## Task description
Check each line of the entries below for the word "StatKey" and state only how many lines have it.

## Material supplied

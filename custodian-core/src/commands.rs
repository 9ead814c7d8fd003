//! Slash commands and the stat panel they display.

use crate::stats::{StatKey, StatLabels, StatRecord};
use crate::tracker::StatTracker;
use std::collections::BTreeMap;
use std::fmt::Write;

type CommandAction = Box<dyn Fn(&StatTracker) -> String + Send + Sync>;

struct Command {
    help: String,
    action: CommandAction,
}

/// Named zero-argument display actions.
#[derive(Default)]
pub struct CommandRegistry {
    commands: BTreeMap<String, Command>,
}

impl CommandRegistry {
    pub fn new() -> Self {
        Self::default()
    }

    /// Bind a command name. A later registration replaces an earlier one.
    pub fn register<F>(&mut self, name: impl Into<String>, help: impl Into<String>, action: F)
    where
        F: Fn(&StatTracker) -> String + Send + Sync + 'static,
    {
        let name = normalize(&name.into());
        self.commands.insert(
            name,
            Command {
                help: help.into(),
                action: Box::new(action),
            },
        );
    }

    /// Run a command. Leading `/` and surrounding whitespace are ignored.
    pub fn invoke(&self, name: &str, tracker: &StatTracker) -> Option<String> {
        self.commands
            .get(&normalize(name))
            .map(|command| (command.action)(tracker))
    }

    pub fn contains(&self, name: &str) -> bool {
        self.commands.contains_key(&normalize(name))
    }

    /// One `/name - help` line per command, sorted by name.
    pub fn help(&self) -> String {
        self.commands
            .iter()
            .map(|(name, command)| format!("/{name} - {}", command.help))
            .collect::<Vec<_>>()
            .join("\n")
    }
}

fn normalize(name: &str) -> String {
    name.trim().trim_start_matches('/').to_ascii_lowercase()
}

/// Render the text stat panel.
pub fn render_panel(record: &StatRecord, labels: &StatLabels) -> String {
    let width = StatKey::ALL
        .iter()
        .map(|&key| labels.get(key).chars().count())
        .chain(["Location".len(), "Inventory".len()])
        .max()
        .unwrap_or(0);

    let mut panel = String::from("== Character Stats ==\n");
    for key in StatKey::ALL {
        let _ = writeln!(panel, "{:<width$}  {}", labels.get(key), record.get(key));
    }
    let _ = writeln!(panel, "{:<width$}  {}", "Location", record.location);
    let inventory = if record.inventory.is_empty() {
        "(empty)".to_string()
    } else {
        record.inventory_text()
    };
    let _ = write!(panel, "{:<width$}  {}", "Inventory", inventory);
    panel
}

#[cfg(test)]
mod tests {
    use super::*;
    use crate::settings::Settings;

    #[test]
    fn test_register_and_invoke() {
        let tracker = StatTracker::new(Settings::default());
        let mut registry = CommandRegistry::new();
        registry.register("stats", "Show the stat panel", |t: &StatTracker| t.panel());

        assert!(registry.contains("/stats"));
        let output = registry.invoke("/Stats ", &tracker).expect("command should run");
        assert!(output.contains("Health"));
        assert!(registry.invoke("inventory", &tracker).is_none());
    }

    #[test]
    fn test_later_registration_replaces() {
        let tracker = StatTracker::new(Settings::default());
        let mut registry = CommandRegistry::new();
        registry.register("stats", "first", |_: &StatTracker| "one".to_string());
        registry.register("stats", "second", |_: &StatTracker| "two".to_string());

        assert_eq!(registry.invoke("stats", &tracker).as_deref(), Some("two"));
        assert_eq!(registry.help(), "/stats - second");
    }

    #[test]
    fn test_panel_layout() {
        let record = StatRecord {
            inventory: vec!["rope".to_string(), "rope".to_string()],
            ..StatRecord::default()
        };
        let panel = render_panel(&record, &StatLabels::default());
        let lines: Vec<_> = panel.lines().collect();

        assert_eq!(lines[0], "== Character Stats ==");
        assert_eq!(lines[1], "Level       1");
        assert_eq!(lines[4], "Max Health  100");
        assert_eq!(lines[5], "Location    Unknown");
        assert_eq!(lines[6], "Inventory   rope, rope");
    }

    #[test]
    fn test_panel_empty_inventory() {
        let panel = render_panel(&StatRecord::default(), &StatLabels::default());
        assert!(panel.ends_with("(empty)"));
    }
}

## Exercise output
3